• **The problem**
Set down exactly, and only, the lines from the one with "requester's stream |" to the final line of the entries, both included.

• **Extracted data**
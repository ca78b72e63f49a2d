//! Kinship Service
//!
//! The relationship lifecycle: propose, approve, deny and remove, with the
//! notifications and activity events each transition emits.
//!
//! | Transition | Row | Notification | Activity |
//! |------------|-----|--------------|----------|
//! | `create` | inserted, pending | Proposed: requester → target | none |
//! | `approve` | `approved = 1` (pending only) | Approved: target → requester | requester's stream |
//! | `deny` | deleted (pending only) | Denied: target → requester | none |
//! | `remove_by_target` | deleted | Removed: target → requester | none |
//! | `remove_by_requester` | deleted | Removed: requester → target | none |
//!
//! # Usage
//!
//! ```no_run
//! use kinship_domain::NewRelationship;
//! use kinship_service::{RelationshipService, ServiceConfig};
//! use kinship_store::SqliteStore;
//!
//! # fn main() -> Result<(), Box<dyn std::error::Error>> {
//! let store = SqliteStore::new("kinship.db")?;
//! let mut service = RelationshipService::with_tracing(store, ServiceConfig::default());
//!
//! let rel = service.create(NewRelationship::new(
//!     kinship_domain::UserId::new(1),
//!     kinship_domain::UserId::new(2),
//!     kinship_domain::RelationshipTypeId::new(1),
//! ))?;
//! service.approve(rel.id)?;
//! # Ok(())
//! # }
//! ```
//!
//! # Configuration
//!
//! ```toml
//! allow_self_relationship = false
//! reject_duplicates = true
//! ```

#![warn(missing_docs)]

mod config;
mod error;
mod notify;
mod service;
mod validator;

pub use config::{ConfigError, ServiceConfig};
pub use error::{Result, ServiceError, StateError, ValidationError};
pub use notify::{Fanout, RecordingNotifier, TracingNotifier};
pub use service::RelationshipService;
pub use validator::{ValidatedProposal, Validator};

• **Exercise result**
//! | `approve` | `approved = 1` (pending only) | Approved: target → requester | requester's stream |
//! | `deny` | deleted (pending only) | Denied: target → requester | none |
//! | `remove_by_target` | deleted | Removed: target → requester | none |
//! | `remove_by_requester` | deleted | Removed: requester → target | none |
//!
//! # Usage
//!
//! ```no_run
//! use kinship_domain::NewRelationship;
//! use kinship_service::{RelationshipService, ServiceConfig};
//! use kinship_store::SqliteStore;
//!
//! # fn main() -> Result<(), Box<dyn std::error::Error>> {
//! let store = SqliteStore::new("kinship.db")?;
//! let mut service = RelationshipService::with_tracing(store, ServiceConfig::default());
//!
//! let rel = service.create(NewRelationship::new(
//!     kinship_domain::UserId::new(1),
//!     kinship_domain::UserId::new(2),
//!     kinship_domain::RelationshipTypeId::new(1),
//! ))?;
//! service.approve(rel.id)?;
//! # Ok(())
//! # }
//! ```
//!
//! # Configuration
//!
//! ```toml
//! allow_self_relationship = false
//! reject_duplicates = true
//! ```

#![warn(missing_docs)]

mod config;
mod error;
mod notify;
mod service;
mod validator;

pub use config::{ConfigError, ServiceConfig};
pub use error::{Result, ServiceError, StateError, ValidationError};
pub use notify::{Fanout, RecordingNotifier, TracingNotifier};
pub use service::RelationshipService;
pub use validator::{ValidatedProposal, Validator};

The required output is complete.